Für das altersgemischte Lernen in den Klassen eins und zwei sowie drei und vier können sich die Grundschulen bereits selbstständig durch einen Konferenzbeschluss entscheiden. NRW-Schulministerin Sylvia Löhrmann unterstützt diesen Ansatz: "Aus meiner Sicht ist es bedauerlich, dass in weniger als zehn Prozent der Grundschulklassen jahrgangsübergreifender Unterricht praktiziert wird.

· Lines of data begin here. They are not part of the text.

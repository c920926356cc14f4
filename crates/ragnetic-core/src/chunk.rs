//! Paragraph- and sentence-aware text chunker with overlap.
//!
//! Splits document text into [`Chunk`]s that target `max_chunk_chars`,
//! never leave an undersized trailing fragment when there is something to
//! merge it into, and carry a word-aligned tail of each chunk into the next
//! one so retrieval does not lose context at chunk boundaries.
//!
//! # Algorithm
//!
//! 1. Split text on blank lines into paragraphs.
//! 2. Paragraphs longer than `max_chunk_chars` are split at sentence
//!    boundaries (`.`, `!`, `?` followed by whitespace); a paragraph with no
//!    sentence boundary is word-wrapped instead. A short final sentence
//!    fragment is merged into the fragment before it.
//! 3. Segments are packed greedily. The buffer is flushed when the next
//!    segment would push it past `max_chunk_chars` **and** it already holds
//!    at least `min_chunk_chars`; otherwise it keeps growing past the soft
//!    limit.
//! 4. After a flush the last `overlap_chars` characters of the emitted chunk
//!    (trimmed forward to a word boundary) seed the next buffer.
//! 5. Every chunk gets `chunk_index` and `chunk_count` in its metadata.
//!
//! All lengths and offsets are counted in `char`s.
//!
//! # Example
//!
//! ```rust
//! use ragnetic_core::chunk::{chunk_text, ChunkParams};
//! use ragnetic_core::models::Metadata;
//!
//! let params = ChunkParams::new(600, 80, 180).unwrap();
//! let chunks = chunk_text("Hello world.\n\nSecond paragraph.", &params, &Metadata::new());
//! assert_eq!(chunks.len(), 1);
//! assert_eq!(chunks[0].chunk_index(), Some(0));
//! ```

use serde::{Deserialize, Serialize};

use crate::error::{RagError, Result};
use crate::models::{Chunk, Metadata, MetadataValue};

/// Size targets for [`chunk_text`].
#[derive(Debug, Clone, Copy, PartialEq, Eq, Serialize, Deserialize)]
pub struct ChunkParams {
    /// Soft upper bound on chunk length.
    pub max_chunk_chars: usize,
    /// Length of the tail carried into the next chunk; `0` disables overlap.
    pub overlap_chars: usize,
    /// Chunks are not flushed before reaching this length.
    pub min_chunk_chars: usize,
}

impl ChunkParams {
    pub const DEFAULT_MAX_CHUNK_CHARS: usize = 600;
    pub const DEFAULT_OVERLAP_CHARS: usize = 80;
    pub const DEFAULT_MIN_CHUNK_CHARS: usize = 180;

    /// Validate and build chunking parameters.
    ///
    /// # Errors
    ///
    /// [`RagError::InvalidChunkParameters`] when `max_chunk_chars` or
    /// `min_chunk_chars` is zero.
    pub fn new(max_chunk_chars: usize, overlap_chars: usize, min_chunk_chars: usize) -> Result<Self> {
        if max_chunk_chars == 0 {
            return Err(RagError::InvalidChunkParameters(
                "max_chunk_chars must be > 0".to_string(),
            ));
        }
        if min_chunk_chars == 0 {
            return Err(RagError::InvalidChunkParameters(
                "min_chunk_chars must be > 0".to_string(),
            ));
        }
        Ok(Self {
            max_chunk_chars,
            overlap_chars,
            min_chunk_chars,
        })
    }
}

impl Default for ChunkParams {
    fn default() -> Self {
        Self {
            max_chunk_chars: Self::DEFAULT_MAX_CHUNK_CHARS,
            overlap_chars: Self::DEFAULT_OVERLAP_CHARS,
            min_chunk_chars: Self::DEFAULT_MIN_CHUNK_CHARS,
        }
    }
}

/// A piece of a paragraph with its `[start, end)` char span in the source.
#[derive(Debug, Clone, PartialEq)]
struct Segment {
    text: String,
    start: usize,
    end: usize,
}

impl Segment {
    fn len(&self) -> usize {
        self.text.chars().count()
    }
}

/// Split `text` into ordered, overlapping chunks.
///
/// Never fails: empty or whitespace-only input yields an empty vector.
/// Every returned chunk carries the entries of `metadata_base` plus
/// `chunk_index`, `chunk_count`, `paragraph_count`, and `char_length`.
/// Output is a pure function of the arguments.
pub fn chunk_text(text: &str, params: &ChunkParams, metadata_base: &Metadata) -> Vec<Chunk> {
    let segments = segment_text(text, params);
    if segments.is_empty() {
        return Vec::new();
    }

    let mut chunks: Vec<Chunk> = Vec::new();
    let mut buf = PackBuffer::default();
    let last = segments.len() - 1;

    for (i, seg) in segments.into_iter().enumerate() {
        let seg_len = seg.len();
        let would_be = buf.len() + 2 + seg_len;
        let trailing_fragment = i == last && seg_len < params.min_chunk_chars;
        if would_be > params.max_chunk_chars
            && buf.len() >= params.min_chunk_chars
            && !trailing_fragment
        {
            buf.flush(&mut chunks, params, metadata_base);
        }
        buf.push(seg);
    }
    buf.flush(&mut chunks, params, metadata_base);

    let total = chunks.len();
    for (i, chunk) in chunks.iter_mut().enumerate() {
        chunk.metadata.insert("chunk_index".to_string(), i.into());
        chunk.metadata.insert("chunk_count".to_string(), total.into());
    }
    chunks
}

#[derive(Debug, Default)]
struct PackBuffer {
    text: String,
    start: usize,
    end: usize,
    segments: usize,
}

impl PackBuffer {
    fn len(&self) -> usize {
        self.text.chars().count()
    }

    fn push(&mut self, seg: Segment) {
        if self.text.is_empty() {
            self.start = seg.start;
        } else {
            self.text.push_str("\n\n");
        }
        self.text.push_str(&seg.text);
        self.end = self.end.max(seg.end);
        self.segments += 1;
    }

    /// Emit the buffer as a chunk and reseed it with the overlap tail.
    fn flush(&mut self, chunks: &mut Vec<Chunk>, params: &ChunkParams, base: &Metadata) {
        let body = self.text.trim();
        if body.is_empty() {
            return;
        }
        let char_length = body.chars().count();
        let mut metadata = base.clone();
        metadata.insert(
            "paragraph_count".to_string(),
            MetadataValue::from(self.segments),
        );
        metadata.insert("char_length".to_string(), char_length.into());
        chunks.push(Chunk {
            text: body.to_string(),
            metadata,
            start_char: self.start,
            end_char: self.end,
        });

        // Without overlap the next pushed segment sets its own start.
        let overlap = tail_overlap(body, params.overlap_chars);
        self.start = self.end.saturating_sub(overlap.chars().count());
        self.text = overlap;
        self.segments = 0;
    }
}

/// Last `overlap_chars` characters of `text`, trimmed forward so that the
/// first word is not cut.
fn tail_overlap(text: &str, overlap_chars: usize) -> String {
    if overlap_chars == 0 || text.is_empty() {
        return String::new();
    }
    let chars: Vec<char> = text.chars().collect();
    if overlap_chars >= chars.len() {
        return text.trim().to_string();
    }
    let cut = chars.len() - overlap_chars;
    let tail = &chars[cut..];
    let starts_on_boundary = chars[cut - 1].is_whitespace() || tail[0].is_whitespace();
    let tail = if starts_on_boundary {
        tail
    } else {
        match tail.iter().position(|c| c.is_whitespace()) {
            Some(pos) if pos + 1 < tail.len() => &tail[pos + 1..],
            // The tail is one partial word; better no overlap than half a word.
            _ => &[],
        }
    };
    tail.iter().collect::<String>().trim().to_string()
}

/// Paragraph split plus oversize handling: the ordered segments to pack.
fn segment_text(text: &str, params: &ChunkParams) -> Vec<Segment> {
    let mut segments = Vec::new();
    let mut offsets = CharOffsets::new(text);
    for (byte_start, para) in split_paragraphs(text) {
        let leading = para.len() - para.trim_start().len();
        let trimmed = para.trim();
        let char_start = offsets.char_index(byte_start + leading);
        segments.extend(split_long_segment(trimmed, char_start, params));
    }
    segments
}

/// Split on blank lines (`\n`, optional whitespace, `\n`), returning the
/// byte offset and slice of every non-blank paragraph.
fn split_paragraphs(text: &str) -> Vec<(usize, &str)> {
    let mut out = Vec::new();
    let mut start = 0;
    let mut iter = text.char_indices().peekable();
    while let Some((i, c)) = iter.next() {
        if c != '\n' {
            continue;
        }
        let mut newlines = 1;
        let mut last_newline = i;
        while let Some(&(j, next)) = iter.peek() {
            if !next.is_whitespace() {
                break;
            }
            if next == '\n' {
                newlines += 1;
                last_newline = j;
            }
            iter.next();
        }
        if newlines >= 2 {
            out.push((start, &text[start..i]));
            start = last_newline + 1;
        }
    }
    out.push((start, &text[start..]));
    out.retain(|(_, p)| !p.trim().is_empty());
    out
}

/// Break an oversized paragraph into sentence groups, or word-wrap it when
/// it has no sentence boundaries. `text` must already be trimmed.
fn split_long_segment(text: &str, start: usize, params: &ChunkParams) -> Vec<Segment> {
    if text.is_empty() {
        return Vec::new();
    }
    let chars: Vec<char> = text.chars().collect();
    if chars.len() <= params.max_chunk_chars {
        return vec![Segment {
            text: text.to_string(),
            start,
            end: start + chars.len(),
        }];
    }

    let sentences = sentence_spans(&chars);
    if sentences.len() <= 1 {
        return pack_spans(&chars, &word_spans(&chars), start, params.max_chunk_chars);
    }

    let mut out = pack_spans(&chars, &sentences, start, params.max_chunk_chars);
    if out.len() > 1 && out[out.len() - 1].len() < params.min_chunk_chars {
        if let Some(tail) = out.pop() {
            if let Some(prev) = out.last_mut() {
                prev.text = format!("{}\n{}", prev.text, tail.text);
                prev.end = tail.end;
            }
        }
    }
    out
}

/// Greedily join spans with single spaces, starting a new segment whenever
/// the next span would push the current one past `max_chars`. A single span
/// longer than `max_chars` becomes its own segment.
fn pack_spans(chars: &[char], spans: &[(usize, usize)], base: usize, max_chars: usize) -> Vec<Segment> {
    let mut out = Vec::new();
    let mut current: Option<(String, usize, usize, usize)> = None; // text, len, start, end

    for &(s, e) in spans {
        let piece: String = chars[s..e].iter().collect();
        let piece_len = e - s;
        current = match current.take() {
            None => Some((piece, piece_len, s, e)),
            Some((text, len, cs, ce)) => {
                if len + 1 + piece_len > max_chars {
                    out.push(Segment {
                        text,
                        start: base + cs,
                        end: base + ce,
                    });
                    Some((piece, piece_len, s, e))
                } else {
                    Some((format!("{} {}", text, piece), len + 1 + piece_len, cs, e))
                }
            }
        };
    }
    if let Some((text, _, cs, ce)) = current {
        out.push(Segment {
            text,
            start: base + cs,
            end: base + ce,
        });
    }
    out
}

/// Sentence spans: a boundary is `.`, `!` or `?` followed by whitespace.
fn sentence_spans(chars: &[char]) -> Vec<(usize, usize)> {
    let mut spans = Vec::new();
    let mut start = 0;
    let mut i = 0;
    while i < chars.len() {
        if i > 0 && chars[i].is_whitespace() && matches!(chars[i - 1], '.' | '!' | '?') {
            push_trimmed(&mut spans, chars, start, i);
            while i < chars.len() && chars[i].is_whitespace() {
                i += 1;
            }
            start = i;
            continue;
        }
        i += 1;
    }
    push_trimmed(&mut spans, chars, start, chars.len());
    spans
}

/// Whitespace-delimited word spans.
fn word_spans(chars: &[char]) -> Vec<(usize, usize)> {
    let mut spans = Vec::new();
    let mut start: Option<usize> = None;
    for (i, c) in chars.iter().enumerate() {
        match (c.is_whitespace(), start) {
            (true, Some(s)) => {
                spans.push((s, i));
                start = None;
            }
            (false, None) => start = Some(i),
            _ => {}
        }
    }
    if let Some(s) = start {
        spans.push((s, chars.len()));
    }
    spans
}

fn push_trimmed(spans: &mut Vec<(usize, usize)>, chars: &[char], mut s: usize, mut e: usize) {
    while s < e && chars[s].is_whitespace() {
        s += 1;
    }
    while e > s && chars[e - 1].is_whitespace() {
        e -= 1;
    }
    if s < e {
        spans.push((s, e));
    }
}

/// Converts monotonically increasing byte offsets into char offsets.
struct CharOffsets<'a> {
    text: &'a str,
    byte: usize,
    chars: usize,
}

impl<'a> CharOffsets<'a> {
    fn new(text: &'a str) -> Self {
        Self {
            text,
            byte: 0,
            chars: 0,
        }
    }

    fn char_index(&mut self, byte: usize) -> usize {
        if byte < self.byte {
            return self.text[..byte].chars().count();
        }
        self.chars += self.text[self.byte..byte].chars().count();
        self.byte = byte;
        self.chars
    }
}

Ich sehe in diesem Konzept viele Vorteile: Es erfordert einen Unterricht, der konsequent auf individuelle Förderung in heterogenen Lerngruppen setzt und damit der Tatsache Rechnung trägt, dass Kinder zum Beginn der Schulzeit bereits sehr ausgeprägte Fähigkeiten und Kompetenzen haben", sagt die Ministerin gegenüber "Westfalen heute".
Viel zu häufig würde dieses pädagogische Konzept aber als eine Notlösung genutzt, wenn die Schließung der Schule droht, hat Dr. Ernst Rösner beobachtet. Dabei funktioniere der gemeinsame Unterricht nach seiner Erfahrung nur, wenn sich eine Grundschule bewusst und aus pädagogischen Gründen dafür entscheidet. Die Umstellung brauche dann nicht einmal eine besondere Fortbildung der Lehrer. "Beim altersgemischten Lernen geht es letztlich um die individuelle Förderung der Kinder. Und das sollten Lehrer eigentlich bereits in ihrer Ausbildung lernen.